Digiscoping is a neologism for afocal photography,  using a (digital) camera to record distant images through the eyepiece of an optical telescope.

Digiscoping usually refers to using either a digital single-lens reflex camera with lens attached or, more often, a fixed lens point and shoot digital camera to obtain photos through the eyepiece of a birdwatcher's spotting scope.  The term has also been associated with the use of a digital camera and spotting scope equipped for prime focus photography.

Origins
The portmanteau term "digiscoping" (= digital camera + telescoping) was coined in 1999 by French birdwatcher Alain Fossé. Less notable neologisms for this activity are digiscope birding, digiscopy birding, digi-birding, digibinning (using digital camera with binoculars), and phonescoping (using a digital camera phone with a spotting scope or binoculars).

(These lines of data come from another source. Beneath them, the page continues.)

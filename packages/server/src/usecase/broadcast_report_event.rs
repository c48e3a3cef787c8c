//! UseCase: レポートイベントのファンアウトとメトリクスの再配信
//!
//! CRUD 層はレポートの書き込みが確定した後に `EventBroadcaster` を呼び出します。
//! イベントは `admins` とレポートのユニットのルームへ送られ、その後メトリクスが
//! 全ルームへ再配信されます。配信の失敗は呼び出し側へは返さず、ログにのみ残します。
//!
//! ## テスト実装の作業記録
//!
//! ### 何をテストしているか
//! - broadcast_created / broadcast_updated / broadcast_deleted の配信先
//! - refresh_metrics のルームごとのスコープと部分失敗
//!
//! ### どのような状況を想定しているか
//! - 正常系：管理者と infra のワーカーが接続中に infra のレポートが作成される
//! - エッジケース：別ユニットのワーカーには届かない、メンバーのいないルーム
//! - 異常系：一部ユニットの集計失敗

use std::sync::Arc;

use futures_util::future::join_all;

use crate::domain::{
    OutboundMessage, ReportEvent, ReportId, ReportStore, RoomId, RoomRegistry, UnitId,
};

use super::compute_metrics::ComputeMetricsUseCase;

/// Outcome of one metrics refresh cycle
#[derive(Debug, Clone, Default, PartialEq, Eq)]
pub struct RefreshSummary {
    /// Rooms a snapshot was pushed to
    pub pushed: Vec<RoomId>,
    /// Units whose snapshot could not be computed
    pub failed_units: Vec<UnitId>,
    pub global_failed: bool,
    pub enumeration_failed: bool,
}

/// イベントブロードキャスター（CRUD 層向けのファサード）
pub struct EventBroadcaster {
    registry: Arc<dyn RoomRegistry>,
    metrics: Arc<ComputeMetricsUseCase>,
    reports: Arc<dyn ReportStore>,
}

impl EventBroadcaster {
    pub fn new(
        registry: Arc<dyn RoomRegistry>,
        metrics: Arc<ComputeMetricsUseCase>,
        reports: Arc<dyn ReportStore>,
    ) -> Self {
        Self {
            registry,
            metrics,
            reports,
        }
    }

    /// `newReport` を配信し、メトリクスを再配信
    pub async fn broadcast_created(&self, report: &ReportEvent) {
        self.emit(&report.unit_id, OutboundMessage::NewReport(report.clone()))
            .await;
        self.refresh_metrics().await;
    }

    /// `reportUpdate` を配信し、メトリクスを再配信
    pub async fn broadcast_updated(&self, report: &ReportEvent) {
        self.emit(&report.unit_id, OutboundMessage::ReportUpdate(report.clone()))
            .await;
        self.refresh_metrics().await;
    }

    /// `reportDeleted` を配信し、メトリクスを再配信
    pub async fn broadcast_deleted(&self, report_id: &ReportId, unit_id: &UnitId) {
        let message = OutboundMessage::ReportDeleted {
            id: report_id.clone(),
            unit_id: unit_id.clone(),
        };
        self.emit(unit_id, message).await;
        self.refresh_metrics().await;
    }

    /// グローバルのスナップショットを `admins` へ、各ユニットのスナップショットを
    /// そのユニットのルームへ配信する
    pub async fn refresh_metrics(&self) -> RefreshSummary {
        let mut summary = RefreshSummary::default();

        match self.metrics.compute_global().await {
            Ok(snapshot) => {
                let admins = RoomId::admins();
                self.registry
                    .broadcast_to_room(&admins, &OutboundMessage::Metrics(snapshot))
                    .await;
                summary.pushed.push(admins);
            }
            Err(e) => {
                tracing::warn!("Global metrics refresh failed: {}", e);
                summary.global_failed = true;
            }
        }

        let unit_ids = match self.reports.list_unit_ids().await {
            Ok(unit_ids) => unit_ids,
            Err(e) => {
                tracing::warn!("Could not enumerate units for metrics refresh: {}", e);
                summary.enumeration_failed = true;
                return summary;
            }
        };

        let results = join_all(unit_ids.into_iter().map(|unit_id| async move {
            match self.metrics.compute_for_unit(&unit_id).await {
                Ok(snapshot) => {
                    let room = RoomId::for_unit(&unit_id);
                    self.registry
                        .broadcast_to_room(&room, &OutboundMessage::Metrics(snapshot))
                        .await;
                    Ok(room)
                }
                Err(e) => {
                    tracing::warn!("Metrics refresh for unit '{}' failed: {}", unit_id, e);
                    Err(unit_id)
                }
            }
        }))
        .await;

        for result in results {
            match result {
                Ok(room) => summary.pushed.push(room),
                Err(unit_id) => summary.failed_units.push(unit_id),
            }
        }

        tracing::debug!(
            "Metrics refreshed for {} room(s), {} unit(s) failed",
            summary.pushed.len(),
            summary.failed_units.len()
        );
        summary
    }

    async fn emit(&self, unit_id: &UnitId, message: OutboundMessage) {
        let event = message.event_name();
        let admins = self
            .registry
            .broadcast_to_room(&RoomId::admins(), &message)
            .await;
        let unit = self
            .registry
            .broadcast_to_room(&RoomId::for_unit(unit_id), &message)
            .await;
        tracing::info!(
            "Broadcast '{}' for unit '{}' to {} admin(s) and {} unit member(s)",
            event,
            unit_id,
            admins,
            unit
        );
    }
}
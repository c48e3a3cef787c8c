//! Error types for the dashboard client.

use thiserror::Error;

/// Client-specific errors
#[derive(Debug, Error)]
pub enum ClientError {
    /// The server refused the credential
    #[error("Authentication rejected: {0}")]
    AuthRejected(String),

    /// The server URL cannot be parsed
    #[error("Invalid server URL '{0}': {1}")]
    InvalidUrl(String, String),

    /// Connection error
    #[error("Connection error: {0}")]
    ConnectionError(String),
}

The origins of the activity called Digiscoping has been attributed to the photographic methods of  Laurence Poh, a birdwatcher from the Malaysian Nature Society, who discovered in 1999 almost by accident that the new generation of point and shoot digital cameras could be held up to the eyepiece of a standard spotting scope and achieve surprisingly good results. He spread his findings through birding internet discussion forums and one member, French birdwatcher Alain Fossé, coined the name  "digiscoping" to describe the technique. Laurence Poh is sometimes credited with "inventing" the technique although his contribution may be more along the lines of popularizing the idea and refining the technology.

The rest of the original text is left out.